Re: Crail, Albis and Arrow

Posted by Animesh Trivedi <an...@gmail.com>.
Hi Wes,

Nice to connect to you too. We are happy to have your input on Albis and
Arrow. Specifically:

- We understand that Arrow is not a file format, but we chose to evaluate
it in a mix with storage formats as Arrow is designed for in-memory
columnar storage. The "in-memory" aspect of it is closer to flash/NVMe than
disks in terms of performance. And personally I was curious to try out
Arrow :) We coded a simple benchmark (how fast one can materialize values)
because anything more complicated like relational queries would bring
complexity from the underlying SQL engine.

- Yes, I will make it clear that the performance of Arrow that is evaluated
in the blog is for the less beaten on-heap Java path.

Now coming to the interesting bit.
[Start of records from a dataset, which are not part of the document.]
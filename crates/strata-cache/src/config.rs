use serde::{Deserialize, Serialize};
use strata_core::SLOT_COUNT;
use strata_db_postgres::PostgresConfig;

#[derive(Debug, Clone, Default, Serialize, Deserialize)]
pub struct StrataConfig {
    #[serde(default)]
    pub redis: RedisConfig,
    #[serde(default)]
    pub postgres: PostgresSettings,
    #[serde(default)]
    pub sync: SyncConfig,
    #[serde(default)]
    pub propagation: PropagationConfig,
    #[serde(default)]
    pub logging: LoggingConfig,
}

impl StrataConfig {
    pub fn validate(&self) -> Result<(), String> {
        if self.redis.enabled {
            if self.redis.url.is_empty() {
                return Err("redis.enabled=true requires redis.url".into());
            }
            if self.redis.pool_size == 0 {
                return Err("redis.pool_size must be > 0".into());
            }
        }
        if self.postgres.enabled {
            if self.postgres.url.is_empty() {
                return Err("postgres.enabled=true requires postgres.url".into());
            }
            if self.postgres.pool_size == 0 {
                return Err("postgres.pool_size must be > 0".into());
            }
        }
        // Sync validations
        if self.sync.channel.is_empty() {
            return Err("sync.channel must not be empty".into());
        }
        if self.sync.slot_count != SLOT_COUNT {
            return Err(format!("sync.slot_count must be {SLOT_COUNT}"));
        }
        if self.sync.reconnect_initial_backoff_ms == 0 {
            return Err("sync.reconnect_initial_backoff_ms must be > 0".into());
        }
        if self.sync.reconnect_max_backoff_ms < self.sync.reconnect_initial_backoff_ms {
            return Err(
                "sync.reconnect_max_backoff_ms must be >= sync.reconnect_initial_backoff_ms"
                    .into(),
            );
        }
        // Propagation validations
        if self.propagation.workers == 0 {
            return Err("propagation.workers must be > 0".into());
        }
        if self.propagation.queue_capacity == 0 {
            return Err("propagation.queue_capacity must be > 0".into());
        }
        if self.propagation.max_upsert_attempts == Some(0) {
            return Err("propagation.max_upsert_attempts must be > 0 when set".into());
        }
        // Logging validation
        let lvl = self.logging.level.to_ascii_lowercase();
        let valid_levels = ["trace", "debug", "info", "warn", "error", "off"];
        if !valid_levels.contains(&lvl.as_str()) {
            return Err(format!("logging.level must be one of {valid_levels:?}"));
        }
        Ok(())
    }
}

/// Redis shared-cache configuration.
#[derive(Debug, Clone, Serialize, Deserialize)]
pub struct RedisConfig {
    /// Enable Redis. Without it the shared cache is process-local.
    #[serde(default = "default_redis_enabled")]
    pub enabled: bool,

    /// Redis connection URL (e.g., "redis://localhost:6379")
    #[serde(default = "default_redis_url")]
    pub url: String,

    /// Connection pool size
    #[serde(default = "default_redis_pool_size")]
    pub pool_size: usize,

    /// Connection timeout in milliseconds
    #[serde(default = "default_redis_timeout_ms")]
    pub timeout_ms: u64,
}

fn default_redis_enabled() -> bool {
    false
}

fn default_redis_url() -> String {
    "redis://localhost:6379".to_string()
}

fn default_redis_pool_size() -> usize {
    10
}

fn default_redis_timeout_ms() -> u64 {
    5000
}

impl Default for RedisConfig {
    fn default() -> Self {
        Self {
            enabled: default_redis_enabled(),
            url: default_redis_url(),
            pool_size: default_redis_pool_size(),
            timeout_ms: default_redis_timeout_ms(),
        }
    }
}

/// PostgreSQL document-store configuration.
#[derive(Debug, Clone, Serialize, Deserialize)]
pub struct PostgresSettings {
    /// Enable PostgreSQL. Without it documents are kept in process memory.
    #[serde(default)]
    pub enabled: bool,

    #[serde(default = "default_postgres_url")]
    pub url: String,

    #[serde(default = "default_postgres_pool_size")]
    pub pool_size: u32,

    #[serde(default = "default_postgres_connect_timeout_ms")]
    pub connect_timeout_ms: u64,

    #[serde(default = "default_postgres_idle_timeout_ms")]
    pub idle_timeout_ms: Option<u64>,

    #[serde(default = "default_true")]
    pub run_migrations: bool,
}

fn default_postgres_url() -> String {
    "postgres://localhost/strata".to_string()
}

fn default_postgres_pool_size() -> u32 {
    10
}

fn default_postgres_connect_timeout_ms() -> u64 {
    5000
}

fn default_postgres_idle_timeout_ms() -> Option<u64> {
    Some(300_000)
}

fn default_true() -> bool {
    true
}

impl Default for PostgresSettings {
    fn default() -> Self {
        Self {
            enabled: false,
            url: default_postgres_url(),
            pool_size: default_postgres_pool_size(),
            connect_timeout_ms: default_postgres_connect_timeout_ms(),
            idle_timeout_ms: default_postgres_idle_timeout_ms(),
            run_migrations: default_true(),
        }
    }
}

impl PostgresSettings {
    pub fn to_postgres_config(&self) -> PostgresConfig {
        PostgresConfig::new(self.url.clone())
            .with_pool_size(self.pool_size)
            .with_connect_timeout_ms(self.connect_timeout_ms)
            .with_idle_timeout_ms(self.idle_timeout_ms)
            .with_run_migrations(self.run_migrations)
    }
}

/// Invalidation channel settings.
#[derive(Debug, Clone, Serialize, Deserialize)]
pub struct SyncConfig {
    /// Pub/sub channel carrying sync messages. All instances must agree.
    #[serde(default = "default_sync_channel")]
    pub channel: String,

    /// Number of routing slots. Fixed by the wire format.
    #[serde(default = "default_slot_count")]
    pub slot_count: usize,

    #[serde(default = "default_reconnect_initial_backoff_ms")]
    pub reconnect_initial_backoff_ms: u64,

    #[serde(default = "default_reconnect_max_backoff_ms")]
    pub reconnect_max_backoff_ms: u64,
}

pub(crate) fn default_sync_channel() -> String {
    "strata:sync".to_string()
}

fn default_slot_count() -> usize {
    SLOT_COUNT
}

fn default_reconnect_initial_backoff_ms() -> u64 {
    1000
}

fn default_reconnect_max_backoff_ms() -> u64 {
    300_000 // 5 minutes
}

impl Default for SyncConfig {
    fn default() -> Self {
        Self {
            channel: default_sync_channel(),
            slot_count: default_slot_count(),
            reconnect_initial_backoff_ms: default_reconnect_initial_backoff_ms(),
            reconnect_max_backoff_ms: default_reconnect_max_backoff_ms(),
        }
    }
}

/// Background write propagation settings.
#[derive(Debug, Clone, Serialize, Deserialize)]
pub struct PropagationConfig {
    /// Number of propagation workers. Writes to one slot always use the same worker.
    #[serde(default = "default_workers")]
    pub workers: usize,

    /// Jobs each worker may have queued before writers wait.
    #[serde(default = "default_queue_capacity")]
    pub queue_capacity: usize,

    /// Give up an upsert after this many duplicate-key conflicts. Unset retries forever.
    #[serde(default)]
    pub max_upsert_attempts: Option<u32>,
}

fn default_workers() -> usize {
    4
}

fn default_queue_capacity() -> usize {
    1024
}

impl Default for PropagationConfig {
    fn default() -> Self {
        Self {
            workers: default_workers(),
            queue_capacity: default_queue_capacity(),
            max_upsert_attempts: None,
        }
    }
}

#[derive(Debug, Clone, Serialize, Deserialize)]
pub struct LoggingConfig {
    #[serde(default = "default_log_level")]
    pub level: String,
}

fn default_log_level() -> String {
    "info".to_string()
}

impl Default for LoggingConfig {
    fn default() -> Self {
        Self {
            level: default_log_level(),
        }
    }
}

pub mod loader {
    use super::StrataConfig;
    use crate::error::ConfigError;
    use config::{Config, Environment, File};
    use std::path::PathBuf;

    /// Load configuration from an optional TOML file (default `strata.toml`)
    /// overlaid with `STRATA__SECTION__KEY` environment variables.
    pub fn load_config(path: Option<&str>) -> Result<StrataConfig, ConfigError> {
        let mut builder = Config::builder();
        let file = PathBuf::from(path.unwrap_or("strata.toml"));
        if file.exists() {
            builder = builder.add_source(File::from(file));
        }
        // Environment variable overrides, e.g., STRATA__REDIS__ENABLED=true
        builder = builder.add_source(
            Environment::with_prefix("STRATA")
                .try_parsing(true)
                .separator("__"),
        );
        let merged: StrataConfig = builder.build()?.try_deserialize()?;
        merged.validate().map_err(ConfigError::Invalid)?;
        Ok(merged)
    }
}

#[cfg(test)]
mod tests {
    use super::*;
    use std::io::Write;

    #[test]
    fn test_defaults_are_valid() {
        let config = StrataConfig::default();
        assert!(config.validate().is_ok());
        assert!(!config.redis.enabled);
        assert!(!config.postgres.enabled);
        assert_eq!(config.sync.channel, "strata:sync");
        assert_eq!(config.sync.slot_count, 16384);
        assert_eq!(config.propagation.max_upsert_attempts, None);
    }

    #[test]
    fn test_validate_rejects_bad_values() {
        let mut config = StrataConfig::default();
        config.sync.slot_count = 1024;
        assert!(config.validate().is_err());

        let mut config = StrataConfig::default();
        config.propagation.workers = 0;
        assert!(config.validate().is_err());

        let mut config = StrataConfig::default();
        config.propagation.max_upsert_attempts = Some(0);
        assert!(config.validate().is_err());

        let mut config = StrataConfig::default();
        config.logging.level = "loud".into();
        assert!(config.validate().is_err());
    }

    #[test]
    fn test_load_from_file() {
        let mut file = tempfile::Builder::new()
            .suffix(".toml")
            .tempfile()
            .unwrap();
        writeln!(
            file,
            r#"
[sync]
channel = "game:sync"

[propagation]
workers = 2
max_upsert_attempts = 5

[logging]
level = "debug"
"#
        )
        .unwrap();

        let path = file.path().to_str().unwrap().to_string();
        let config = loader::load_config(Some(&path)).unwrap();
        assert_eq!(config.sync.channel, "game:sync");
        assert_eq!(config.propagation.workers, 2);
        assert_eq!(config.propagation.max_upsert_attempts, Some(5));
        assert_eq!(config.propagation.queue_capacity, 1024);
        assert_eq!(config.logging.level, "debug");
    }

    #[test]
    fn test_postgres_settings_conversion() {
        let settings = PostgresSettings {
            pool_size: 3,
            run_migrations: false,
            ..Default::default()
        };
        let pg = settings.to_postgres_config();
        assert_eq!(pg.pool_size, 3);
        assert!(!pg.run_migrations);
        assert_eq!(pg.url, "postgres://localhost/strata");
    }
}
Arrow storage performance tuning (HDFS
or Crail) that I can help to investigate. This is a good starting point. I
will update you all on the Crail and Arrow mailing lists. Beyond
performance, the multi-file storage model is where I am most interested. It
will help us to explore how different file types (column groups, metadata)
can be mapped to different storage (NVMe, DRAM, 3DXP) types that Crail
supports. I think this is an interesting avenue to explore.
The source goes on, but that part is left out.